My value of Facebook entirely depends upon whether my friends are there. It’s only a function of that and not a function of quality per se. If there is a company that has high quality content that is going up against a company that has a connected platform, it might actually lose to the connected platform. This is the first example of the content trap. This aspiration of the tendency (it’s an absolutely rational tendency of producing the best content) may be exactly the wrong strategy.  
 
This is not a matter of opinion but of economic forces. We see this time and again. Apple versus Microsoft in personal computers. Apple had the better product but ends up with a three per cent market share. That was because it was not a connected system but a closed system. Microsoft on the other hand was on a connected platform. They had the network. Once they were ahead and went further ahead and won the entire market.  
 
Facebook versus Google plus. Facebook had he network. Google + came with a product with many thought was better. Then as someone else said, “there is no one else playing in the sandbox, except you”. The value comes from connecting. Or take eBay. When it wins, it wins big. When it loses it loses the entire market. Air BnB, Uber, tencent all these are examples of connected platforms. Just to think of the difference, we say “Content is king” is itself an ill-defined axiom. If you compare content to companies that have built their businesses around connectedness,  
 
If you take the top ten digital giants, they have created three-trillion dollars worth of market value over the last fifteen years. This way of looking at the world also has implications on how you define your business. In the top down world, people defined their business as making product, making content. In the connected world, I define my role as connecting and then insert some content in that. It has profound implications for marketing. In the top down world, I am marketing to get each customer one by one. It’s a lot of work. In the connected world, my customers are my salesforce.
 
Once I have the market, the value to the next customer comes from existing customers. De facto, they have spent no money. Think about how many ads facebook airs about itself. This is the same thing for many social networks. If you get your product strategy right, the marketing follows.

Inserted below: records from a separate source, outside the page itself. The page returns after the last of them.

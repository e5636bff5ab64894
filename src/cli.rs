use std::path::PathBuf;

use clap::Parser;

#[derive(Parser, Debug)]
#[command(name = "gitlab-stats")]
#[command(author, version, about = "Collect per-project activity statistics from GitLab")]
#[command(long_about = "Walks every group of a configured GitLab instance and writes one CSV \
    row per project with commit, merge request, pipeline, tag and release counts for the \
    configured period.\n\n\
    Exit codes:\n  \
    0 - Run finished (or Quit was chosen)\n  \
    1 - Run failed (upstream, timestamp or output error)\n  \
    2 - Configuration error or no instance selectable")]
pub struct Cli {
    /// Instance name from the config file (prompted for when omitted)
    pub instance: Option<String>,

    /// Path to configuration file
    #[arg(short, long)]
    pub config: Option<PathBuf>,

    /// Directory for the CSV report (overrides config)
    #[arg(short, long)]
    pub output_dir: Option<PathBuf>,

    /// Resume from this project id, appending to the existing report
    #[arg(long, value_name = "ID")]
    pub from_project_id: Option<u64>,

    /// Show a progress bar over the project list
    #[arg(long)]
    pub progress: bool,

    /// Increase output verbosity (-v, -vv for more)
    #[arg(short, long, action = clap::ArgAction::Count)]
    pub verbose: u8,

    /// Only log warnings and errors
    #[arg(short, long, conflicts_with = "verbose")]
    pub quiet: bool,
}

#[cfg(test)]
#[path = "cli_tests.rs"]
mod tests;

If we start thinking about communities, we have historically looked at it as virality or word of mouth. That’s a very narrow way to think about it. If you get the product strategy right around connectedness, it has big implications for marketing. 
 
(This is the third part of a special series with the Harvard Business School strategy guru. He was recently in India to speak at the Godrej India Culture Lab. His latest book ‘The Content Trap’ presents an approach to digital transformation that favours fostering connectivity over focusing exclusively on content.)